LIQUIDITY AND CAPITAL RESOURCES

Presently, Madalena has limited production and therefore limited cash flow from
operations. The Company currently relies on funds from equity financing to pay
for exploration activities and overhead expenses. Continuing operations and the
recovery of property and equipment costs is dependent on Madalena's ability to
identify commercial oil and gas reserves, generate profitable operations and
obtain sufficient funds to complete development activities.


At June 30, 2007 Madalena had working capital of $15,380,251 compared to
$5,890,005 at June 30, 2006 and $18,309,436 at December 31, 2006. Working
capital at June 30, 2007 increased compared to June 30, 2006 as a result of the
issuance of common stock from private placements in November of 2006 and the
issuance of shares on the exercise of stock options and warrants during 2006. In
the six months ended June 30, 2007 the Company received $238,625 on the exercise
of warrants and $60,000 on the exercise of options. The Company has no debt at
June 30, 2007. Capital expenditures in the first quarter of 2007 were funded
entirely from working capital.


The Company is committed to a seismic exploration program in Tunisia for 2007.
The Company expects to incur an additional $2,100,000 during 2007 on the seismic
program and approximately $3,000,000 on drilling an exploration well in early
2008. In Canada, the Company expects to spend an additional $25,000 on
re-completion of a well completions and tie-ins in the Brazeau area in 2007. All
expected expenditures will be funded from the Companies existing working
capital.


TRANSACTIONS WITH RELATED PARTIES

Two directors of the Company are also directors of a public exploration company
with which Madalena is in engaged in joint venture operations. All of the
Company's oil and gas revenues, royalties and operating expenses are derived
from this joint venture. At June 30, 2007 the Company has accounts payable due
to this joint venture partner of $185,953.


The Company utilizes the services of a law firm in which one of the directors is
a partner. During the three and six months ended June 30, 2007 the Company
expended $19,200 and $74,700 respectively on services obtained from this firm.


SHARE INFORMATION

The Company has 107,368,699 common shares, 10,050,000 stock options and
14,086,940 warrants to purchase common shares outstanding at June 30, 2007.
During the three months ended June 30, 2007 the Company issued 500,000 common
shares pursuant to the exercise of options by a director at $0.12 per share,
granted incentive stock options to directors, officers, employees, and
consultant to purchase up to 2,150,000 shares of the Company at $0.60 per share,
and had 500,000 warrants to purchase common shares at a price of $1.25 per share
expire. In the six months ended June 30, 2007, in addition to the items noted
for the three months ended June 30, 2007, the Company issued 477,250 commons
shares at $0.50 per share pursuant to the exercise of warrants, and had 7,500
warrants to acquire common shares at a price of $0.50 per common share expire.

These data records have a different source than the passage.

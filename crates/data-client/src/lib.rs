pub mod reqwest;
mod types;


pub use types::*;
use codec::Encode;
use tao_primitives::Name;
use xxhash_rust::xxh64::xxh64;
use crate::payload::Payload;


#[derive(Debug, Clone, Copy, Eq, PartialEq)]
pub enum StorageHasher {
    Identity
}


#[derive(Debug, Clone, Copy, Eq, PartialEq)]
pub struct StorageEntry {
    pub pallet: Name,
    pub item: Name,
    pub hasher: StorageHasher
}


impl StorageEntry {
    pub fn of(payload: Payload) -> Option<StorageEntry> {
        match payload {
            Payload::Burn => Some(StorageEntry {
                pallet: "SubtensorModule",
                item: "Burn",
                hasher: StorageHasher::Identity
            }),
            _ => None
        }
    }

    pub fn prefix(&self) -> Vec<u8> {
        let mut key = Vec::with_capacity(32);
        key.extend_from_slice(&twox_128(self.pallet.as_bytes()));
        key.extend_from_slice(&twox_128(self.item.as_bytes()));
        key
    }

    /// Full key of a storage map entry
    pub fn map_key<K: Encode>(&self, key: &K) -> Vec<u8> {
        let mut out = self.prefix();
        match self.hasher {
            StorageHasher::Identity => key.encode_to(&mut out)
        }
        out
    }
}


pub fn twox_128(data: &[u8]) -> [u8; 16] {
    let mut out = [0; 16];
    out[..8].copy_from_slice(&xxh64(data, 0).to_le_bytes());
    out[8..].copy_from_slice(&xxh64(data, 1).to_le_bytes());
    out
}
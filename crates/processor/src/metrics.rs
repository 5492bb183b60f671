use prometheus_client::metrics::counter::Counter;
use prometheus_client::metrics::gauge::Gauge;
use prometheus_client::registry::Registry;
use std::sync::atomic::AtomicU64;


lazy_static::lazy_static! {
    pub static ref PROGRESS: Gauge<f64, AtomicU64> = Default::default();
    pub static ref LAST_BLOCK: Gauge = Default::default();
    pub static ref TRANSFERS: Counter = Default::default();
    pub static ref NEURON_REGISTRATIONS: Counter = Default::default();
    pub static ref BURN_CHANGES: Counter = Default::default();
    pub static ref ANOMALIES_SKIPPED: Counter = Default::default();
}


pub fn register_metrics(registry: &mut Registry) {
    registry.register(
        "tao_progress_blocks_per_second",
        "Overall block processing speed",
        PROGRESS.clone()
    );
    registry.register(
        "tao_last_block",
        "Last committed block",
        LAST_BLOCK.clone()
    );
    registry.register(
        "tao_transfers",
        "Number of indexed balance transfers",
        TRANSFERS.clone()
    );
    registry.register(
        "tao_neuron_registrations",
        "Number of indexed neuron registrations",
        NEURON_REGISTRATIONS.clone()
    );
    registry.register(
        "tao_burn_changes",
        "Number of recorded burn and difficulty changes",
        BURN_CHANGES.clone()
    );
    registry.register(
        "tao_anomalies_skipped",
        "Number of tracked values dropped by the anomaly filter",
        ANOMALIES_SKIPPED.clone()
    );
}
use crate::entities::EntityKind;
use tao_primitives::{BlockNumber, Netuid};


pub(crate) fn entity_key(kind: EntityKind, id: &str) -> Vec<u8> {
    let mut key = Vec::with_capacity(1 + id.len());
    key.push(kind.tag());
    key.extend_from_slice(id.as_bytes());
    key
}


pub(crate) fn kind_prefix(kind: EntityKind) -> [u8; 1] {
    [kind.tag()]
}


pub(crate) fn series_prefix(kind: EntityKind, netuid: Netuid) -> [u8; 3] {
    let netuid = netuid.to_be_bytes();
    [kind.tag(), netuid[0], netuid[1]]
}


/// `tag ++ netuid(BE) ++ block(BE) ++ id`, so keys of one netuid sort by block
pub(crate) fn series_key(kind: EntityKind, netuid: Netuid, block: BlockNumber, id: &str) -> Vec<u8> {
    let mut key = Vec::with_capacity(11 + id.len());
    key.extend_from_slice(&series_prefix(kind, netuid));
    key.extend_from_slice(&block.to_be_bytes());
    key.extend_from_slice(id.as_bytes());
    key
}


/// Upper bound of all series keys for the netuid
pub(crate) fn series_upper_bound(kind: EntityKind, netuid: Netuid) -> Vec<u8> {
    let mut key = series_prefix(kind, netuid).to_vec();
    key.extend_from_slice(&[0xff; 9]);
    key
}


pub(crate) fn parse_series_key(key: &[u8]) -> anyhow::Result<(BlockNumber, String)> {
    anyhow::ensure!(key.len() >= 11, "series key is too short");
    let mut block = [0; 8];
    block.copy_from_slice(&key[3..11]);
    let id = std::str::from_utf8(&key[11..])?.to_string();
    Ok((BlockNumber::from_be_bytes(block), id))
}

During the six months ended June 30, 2006 the Company issued 12,000,000 common
shares at $0.50 per share and 1,000,000 common shares at $1.00 per share
pursuant to private placements, 5,350,000 common shares at $0.80 per share
pursuant to warrants exercised, 1,500,000 common shares at $0.12 per share and
200,000 common shares at $0.41 per share pursuant to stock options exercised be
departing directors.


At August 27, 2007 the Company had 107,368,699 common shares, 10,050,000 stock
options and 14,086,940 outstanding.


BUSINESS RISKS

The oil and gas industry involves inherent risks which include but are not
limited to the uncertainty of the exploration process and finding new reserves,
securing markets for production from existing reserves, commodity price
fluctuations, exchange rate fluctuations, interest rate changes, and changes in
government regulations related to pricing, royalties, taxes, land fees,
allowable production volumes, and environmental requirements. The oil and
natural gas industry is intensely competitive and the Company competes with a
number of companies that may have better access to capital.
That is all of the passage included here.